• [SOURCE RECORDS]:
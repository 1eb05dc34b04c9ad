//! Type definitions for Binance USDⓈ-M futures API responses.

use rust_decimal::Decimal;
use serde::{Deserialize, Serialize};

/// Funding state from `/fapi/v1/premiumIndex`.
#[derive(Debug, Clone, Deserialize)]
#[serde(rename_all = "camelCase")]
pub struct PremiumIndex {
    pub symbol: String,
    #[serde(with = "rust_decimal::serde::str")]
    pub mark_price: Decimal,
    #[serde(with = "rust_decimal::serde::str")]
    pub last_funding_rate: Decimal,
    /// Milliseconds since epoch; zero for delivery contracts
    pub next_funding_time: i64,
}

/// Exchange information for futures.
#[derive(Debug, Clone, Deserialize)]
pub struct ExchangeInfo {
    pub symbols: Vec<SymbolInfo>,
}

#[derive(Debug, Clone, Deserialize)]
#[serde(rename_all = "camelCase")]
pub struct SymbolInfo {
    pub symbol: String,
    pub status: String,
    #[serde(default)]
    pub filters: Vec<SymbolFilter>,
}

/// Symbol filters; only the ones used for sizing are decoded.
#[derive(Debug, Clone, Deserialize)]
#[serde(tag = "filterType")]
pub enum SymbolFilter {
    #[serde(rename = "PRICE_FILTER", rename_all = "camelCase")]
    Price {
        #[serde(with = "rust_decimal::serde::str")]
        tick_size: Decimal,
    },
    #[serde(rename = "LOT_SIZE", rename_all = "camelCase")]
    LotSize {
        #[serde(with = "rust_decimal::serde::str")]
        min_qty: Decimal,
        #[serde(with = "rust_decimal::serde::str")]
        max_qty: Decimal,
        #[serde(with = "rust_decimal::serde::str")]
        step_size: Decimal,
    },
    #[serde(rename = "MIN_NOTIONAL")]
    MinNotional {
        #[serde(with = "rust_decimal::serde::str")]
        notional: Decimal,
    },
    #[serde(other)]
    Other,
}

/// Latest price from `/fapi/v1/ticker/price`.
#[derive(Debug, Clone, Deserialize)]
pub struct TickerPrice {
    pub symbol: String,
    #[serde(with = "rust_decimal::serde::str")]
    pub price: Decimal,
}

/// Account balance entry from `/fapi/v2/balance`.
#[derive(Debug, Clone, Deserialize)]
#[serde(rename_all = "camelCase")]
pub struct AccountBalance {
    pub asset: String,
    #[serde(with = "rust_decimal::serde::str")]
    pub available_balance: Decimal,
}

/// Position entry from `/fapi/v2/positionRisk`.
#[derive(Debug, Clone, Deserialize)]
#[serde(rename_all = "camelCase")]
pub struct PositionRisk {
    pub symbol: String,
    #[serde(with = "rust_decimal::serde::str")]
    pub position_amt: Decimal,
    #[serde(with = "rust_decimal::serde::str")]
    pub entry_price: Decimal,
    pub position_side: BinancePositionSide,
}

/// Funding interval override from `/fapi/v1/fundingInfo`.
#[derive(Debug, Clone, Deserialize)]
#[serde(rename_all = "camelCase")]
pub struct FundingInfo {
    pub symbol: String,
    pub funding_interval_hours: u32,
}

/// Depth snapshot from `/fapi/v1/depth`.
#[derive(Debug, Clone, Deserialize)]
pub struct Depth {
    pub bids: Vec<[String; 2]>,
    pub asks: Vec<[String; 2]>,
}

/// Position side in hedge mode.
#[derive(Debug, Clone, Copy, PartialEq, Eq, Serialize, Deserialize)]
#[serde(rename_all = "UPPERCASE")]
pub enum BinancePositionSide {
    Both,
    Long,
    Short,
}

/// Order side (buy or sell).
#[derive(Debug, Clone, Copy, PartialEq, Eq, Serialize, Deserialize)]
#[serde(rename_all = "UPPERCASE")]
pub enum OrderSide {
    Buy,
    Sell,
}

/// Order type.
#[derive(Debug, Clone, Copy, PartialEq, Eq, Serialize, Deserialize)]
#[serde(rename_all = "SCREAMING_SNAKE_CASE")]
pub enum OrderType {
    Limit,
    Market,
    StopMarket,
    #[serde(other)]
    Other,
}

/// Order status.
#[derive(Debug, Clone, Copy, PartialEq, Eq, Serialize, Deserialize)]
#[serde(rename_all = "SCREAMING_SNAKE_CASE")]
pub enum OrderStatus {
    New,
    PartiallyFilled,
    Filled,
    Canceled,
    Rejected,
    Expired,
    ExpiredInMatch,
}

/// Order response from the exchange.
#[derive(Debug, Clone, Deserialize)]
#[serde(rename_all = "camelCase")]
pub struct OrderResponse {
    pub order_id: i64,
    pub symbol: String,
    pub status: OrderStatus,
    #[serde(default, with = "rust_decimal::serde::str_option")]
    pub avg_price: Option<Decimal>,
    #[serde(with = "rust_decimal::serde::str")]
    pub executed_qty: Decimal,
    pub side: OrderSide,
    #[serde(rename = "type")]
    pub order_type: OrderType,
}

impl OrderResponse {
    /// Average price, treating Binance's `"0"` placeholder as unknown.
    pub fn fill_price(&self) -> Option<Decimal> {
        self.avg_price.filter(|p| *p > Decimal::ZERO)
    }
}

#[cfg(test)]
mod tests {
    use super::*;
    use rust_decimal_macros::dec;

    #[test]
    fn test_symbol_filters_decode() {
        let json = r#"{
            "symbol": "BTCUSDT",
            "status": "TRADING",
            "filters": [
                {"filterType": "PRICE_FILTER", "tickSize": "0.10", "minPrice": "556.80", "maxPrice": "4529764"},
                {"filterType": "LOT_SIZE", "minQty": "0.001", "maxQty": "1000", "stepSize": "0.001"},
                {"filterType": "MARKET_LOT_SIZE", "minQty": "0.001", "maxQty": "120", "stepSize": "0.001"},
                {"filterType": "MIN_NOTIONAL", "notional": "100"}
            ]
        }"#;
        let info: SymbolInfo = serde_json::from_str(json).unwrap();
        assert_eq!(info.filters.len(), 4);
        assert!(matches!(info.filters[1], SymbolFilter::LotSize { step_size, .. } if step_size == dec!(0.001)));
        assert!(matches!(info.filters[2], SymbolFilter::Other));
    }

    #[test]
    fn test_order_response_zero_avg_price_is_unknown() {
        let json = r#"{
            "orderId": 42, "symbol": "BTCUSDT", "status": "NEW", "avgPrice": "0.00000",
            "executedQty": "0", "side": "SELL", "type": "LIMIT", "positionSide": "LONG"
        }"#;
        let order: OrderResponse = serde_json::from_str(json).unwrap();
        assert_eq!(order.fill_price(), None);
        assert_eq!(order.status, OrderStatus::New);
    }
}
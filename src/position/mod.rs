//! Hedge positions, their lifecycle, and the ledger that owns them.

mod hedge;
mod ledger;
mod recovery;

pub use hedge::{
    ExitOrders, ExitProgress, ExitReason, HedgeDirection, HedgeLeg, HedgePosition, HedgeState,
};
pub use ledger::{HaltRecord, LedgerError, PositionLedger, SymbolClaim};
pub use recovery::{recover_positions, RecoveryReport};
//! Venue-neutral types shared by both exchange clients and the coordinators.
//!
//! Symbols are always in normalized form (`BTCUSDT`); each client maps to its
//! native contract name internally.

use chrono::{DateTime, Utc};
use rust_decimal::Decimal;
use serde::{Deserialize, Serialize};
use std::fmt;

/// The two venues a hedge spans.
#[derive(Debug, Clone, Copy, PartialEq, Eq, Hash, Serialize, Deserialize)]
pub enum Venue {
    /// Primary venue: sizes in base asset, closes by exact quantity.
    Binance,
    /// Secondary venue: sizes in contracts, closes by auto-size side.
    Gate,
}

impl fmt::Display for Venue {
    fn fmt(&self, f: &mut fmt::Formatter<'_>) -> fmt::Result {
        match self {
            Venue::Binance => write!(f, "Binance"),
            Venue::Gate => write!(f, "Gate"),
        }
    }
}

impl Venue {
    /// Short code used as the journal tag.
    pub fn short_code(&self) -> &'static str {
        match self {
            Venue::Binance => "BN",
            Venue::Gate => "GT",
        }
    }
}

/// Direction of a single leg.
#[derive(Debug, Clone, Copy, PartialEq, Eq, Hash, Serialize, Deserialize)]
#[serde(rename_all = "UPPERCASE")]
pub enum PositionSide {
    Long,
    Short,
}

impl PositionSide {
    pub fn opposite(&self) -> Self {
        match self {
            PositionSide::Long => PositionSide::Short,
            PositionSide::Short => PositionSide::Long,
        }
    }
}

/// Strip the quote separator used by some venues (`BTC_USDT` -> `BTCUSDT`).
pub fn normalize_symbol(native: &str) -> String {
    native.replace('_', "")
}

/// One venue's funding state for one symbol, as polled.
#[derive(Debug, Clone, PartialEq)]
pub struct FundingSnapshot {
    pub symbol: String,
    pub mark_price: Decimal,
    pub funding_rate: Decimal,
    pub next_funding: DateTime<Utc>,
}

/// Whether a contract currently accepts new orders.
#[derive(Debug, Clone, PartialEq, Eq)]
pub enum TradingStatus {
    Trading,
    Halted(String),
}

/// Venue-enforced order constraints for one symbol.
///
/// Sizes are in the venue's order unit: base asset for Binance (multiplier 1),
/// contracts for Gate (multiplier = quanto multiplier).
#[derive(Debug, Clone, PartialEq)]
pub struct ContractSpec {
    pub symbol: String,
    /// Latest traded price used for sizing
    pub price: Decimal,
    /// Base-asset quantity per order unit
    pub lot_multiplier: Decimal,
    /// Order-unit granularity
    pub step_size: Decimal,
    pub min_qty: Decimal,
    pub max_qty: Decimal,
    /// Minimum order notional in quote currency (zero when not enforced)
    pub min_notional: Decimal,
    pub price_tick: Decimal,
    pub status: TradingStatus,
}

impl ContractSpec {
    pub fn is_tradable(&self) -> bool {
        self.status == TradingStatus::Trading
    }
}

/// Distinguishes plain orders from venue-side trigger orders, which some
/// venues manage through a separate endpoint.
#[derive(Debug, Clone, Copy, PartialEq, Eq, Hash, Serialize, Deserialize)]
pub enum OrderKind {
    Regular,
    Trigger,
}

/// Venue order identifier.
#[derive(Debug, Clone, PartialEq, Eq, Hash, Serialize, Deserialize)]
pub struct OrderId {
    pub id: String,
    pub kind: OrderKind,
}

impl OrderId {
    pub fn regular(id: impl Into<String>) -> Self {
        Self {
            id: id.into(),
            kind: OrderKind::Regular,
        }
    }

    pub fn trigger(id: impl Into<String>) -> Self {
        Self {
            id: id.into(),
            kind: OrderKind::Trigger,
        }
    }
}

impl fmt::Display for OrderId {
    fn fmt(&self, f: &mut fmt::Formatter<'_>) -> fmt::Result {
        match self.kind {
            OrderKind::Regular => write!(f, "{}", self.id),
            OrderKind::Trigger => write!(f, "trigger:{}", self.id),
        }
    }
}

/// Outcome of a single order call.
#[derive(Debug, Clone)]
pub struct OrderResult {
    pub venue: Venue,
    pub order_id: OrderId,
    /// Fully filled at the time of the response
    pub filled: bool,
    pub fill_price: Option<Decimal>,
    /// Filled size in venue order units
    pub filled_qty: Decimal,
    /// Raw venue payload, kept for the trade journal
    pub raw: serde_json::Value,
}

impl OrderResult {
    /// Journal record for an order withdrawn by a cancel request.
    pub fn cancelled(venue: Venue, order_id: &OrderId) -> Self {
        Self {
            venue,
            raw: serde_json::json!({ "orderId": order_id.to_string(), "status": "CANCELED" }),
            order_id: order_id.clone(),
            filled: false,
            fill_price: None,
            filled_qty: Decimal::ZERO,
        }
    }
}

#[derive(Debug, Clone, Copy, PartialEq)]
pub struct BookLevel {
    pub price: Decimal,
    pub qty: Decimal,
}

/// Order book snapshot, best level first on both sides.
#[derive(Debug, Clone, Default, PartialEq)]
pub struct OrderBook {
    pub bids: Vec<BookLevel>,
    pub asks: Vec<BookLevel>,
}

impl OrderBook {
    pub fn best_bid(&self) -> Option<Decimal> {
        self.bids.first().map(|l| l.price)
    }

    pub fn best_ask(&self) -> Option<Decimal> {
        self.asks.first().map(|l| l.price)
    }

    /// Deepest fetched bid, the least favourable price for a seller.
    pub fn deepest_bid(&self) -> Option<Decimal> {
        self.bids.last().map(|l| l.price)
    }

    /// Deepest fetched ask, the least favourable price for a buyer.
    pub fn deepest_ask(&self) -> Option<Decimal> {
        self.asks.last().map(|l| l.price)
    }

    pub fn mid(&self) -> Option<Decimal> {
        match (self.best_bid(), self.best_ask()) {
            (Some(bid), Some(ask)) => Some((bid + ask) / Decimal::TWO),
            _ => None,
        }
    }
}

/// How a venue expects a position to be closed.
#[derive(Debug, Clone, Copy, PartialEq, Eq)]
pub enum CloseConvention {
    /// The exact original quantity must be sent with the closing side.
    ExactQuantity,
    /// The venue sizes the close itself; only the side is given.
    AutoSizeBySide,
}

/// Request to close one leg.
#[derive(Debug, Clone, PartialEq)]
pub struct CloseOrder {
    /// Side of the position being closed
    pub position_side: PositionSide,
    /// Quantity in order units; `None` for auto-size venues
    pub quantity: Option<Decimal>,
}

impl CloseOrder {
    pub fn exact(position_side: PositionSide, quantity: Decimal) -> Self {
        Self {
            position_side,
            quantity: Some(quantity),
        }
    }

    pub fn auto_size(position_side: PositionSide) -> Self {
        Self {
            position_side,
            quantity: None,
        }
    }
}

/// How a venue exposes stop orders.
#[derive(Debug, Clone, Copy, PartialEq, Eq)]
pub enum StopStyle {
    /// Stop-market flag with a stop price that closes the whole position.
    StopMarketFlag,
    /// Separate trigger order carrying trigger price, order price and rule.
    TriggerWithOrderPrice,
}

/// Price comparison a trigger order fires on.
#[derive(Debug, Clone, Copy, PartialEq, Eq, Serialize, Deserialize)]
pub enum TriggerRule {
    AtOrAbove,
    AtOrBelow,
}

/// Stop-loss order in the venue's own convention.
#[derive(Debug, Clone, PartialEq)]
pub enum StopOrder {
    StopMarket {
        trigger_price: Decimal,
        closing: PositionSide,
    },
    Trigger {
        trigger_price: Decimal,
        /// Zero means execute at market once triggered
        order_price: Decimal,
        rule: TriggerRule,
        closing: PositionSide,
    },
}

impl StopOrder {
    /// Build a stop closing `closing` at `trigger_price` for the given style.
    pub fn for_style(style: StopStyle, closing: PositionSide, trigger_price: Decimal) -> Self {
        match style {
            StopStyle::StopMarketFlag => StopOrder::StopMarket {
                trigger_price,
                closing,
            },
            StopStyle::TriggerWithOrderPrice => StopOrder::Trigger {
                trigger_price,
                order_price: Decimal::ZERO,
                rule: match closing {
                    // A long is stopped out when price falls, a short when it rises.
                    PositionSide::Long => TriggerRule::AtOrBelow,
                    PositionSide::Short => TriggerRule::AtOrAbove,
                },
                closing,
            },
        }
    }
}

/// An open position as reported by a venue.
#[derive(Debug, Clone, PartialEq)]
pub struct VenuePosition {
    pub symbol: String,
    pub side: PositionSide,
    /// Absolute size in order units
    pub size: Decimal,
    pub entry_price: Decimal,
}

#[cfg(test)]
mod tests {
    use super::*;
    use rust_decimal_macros::dec;

    #[test]
    fn test_normalize_symbol() {
        assert_eq!(normalize_symbol("BTC_USDT"), "BTCUSDT");
        assert_eq!(normalize_symbol("BTCUSDT"), "BTCUSDT");
    }

    #[test]
    fn test_order_book_levels() {
        let book = OrderBook {
            bids: vec![
                BookLevel { price: dec!(100), qty: dec!(1) },
                BookLevel { price: dec!(99), qty: dec!(2) },
            ],
            asks: vec![
                BookLevel { price: dec!(101), qty: dec!(1) },
                BookLevel { price: dec!(103), qty: dec!(2) },
            ],
        };
        assert_eq!(book.best_bid(), Some(dec!(100)));
        assert_eq!(book.deepest_bid(), Some(dec!(99)));
        assert_eq!(book.deepest_ask(), Some(dec!(103)));
        assert_eq!(book.mid(), Some(dec!(100.5)));
        assert_eq!(OrderBook::default().mid(), None);
    }

    #[test]
    fn test_stop_order_follows_venue_style() {
        let stop = StopOrder::for_style(StopStyle::StopMarketFlag, PositionSide::Long, dec!(95));
        assert_eq!(
            stop,
            StopOrder::StopMarket {
                trigger_price: dec!(95),
                closing: PositionSide::Long
            }
        );

        match StopOrder::for_style(StopStyle::TriggerWithOrderPrice, PositionSide::Short, dec!(105)) {
            StopOrder::Trigger { rule, order_price, .. } => {
                assert_eq!(rule, TriggerRule::AtOrAbove);
                assert_eq!(order_price, Decimal::ZERO);
            }
            other => panic!("unexpected stop {:?}", other),
        }
    }

    #[test]
    fn test_venue_display() {
        assert_eq!(Venue::Binance.to_string(), "Binance");
        assert_eq!(Venue::Gate.short_code(), "GT");
        assert_eq!(PositionSide::Long.opposite(), PositionSide::Short);
    }
}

• [TO DO]:
If a line in the entries above contains the word "asks", count it, and give only the final number.

• [ANSWER AREA]:
5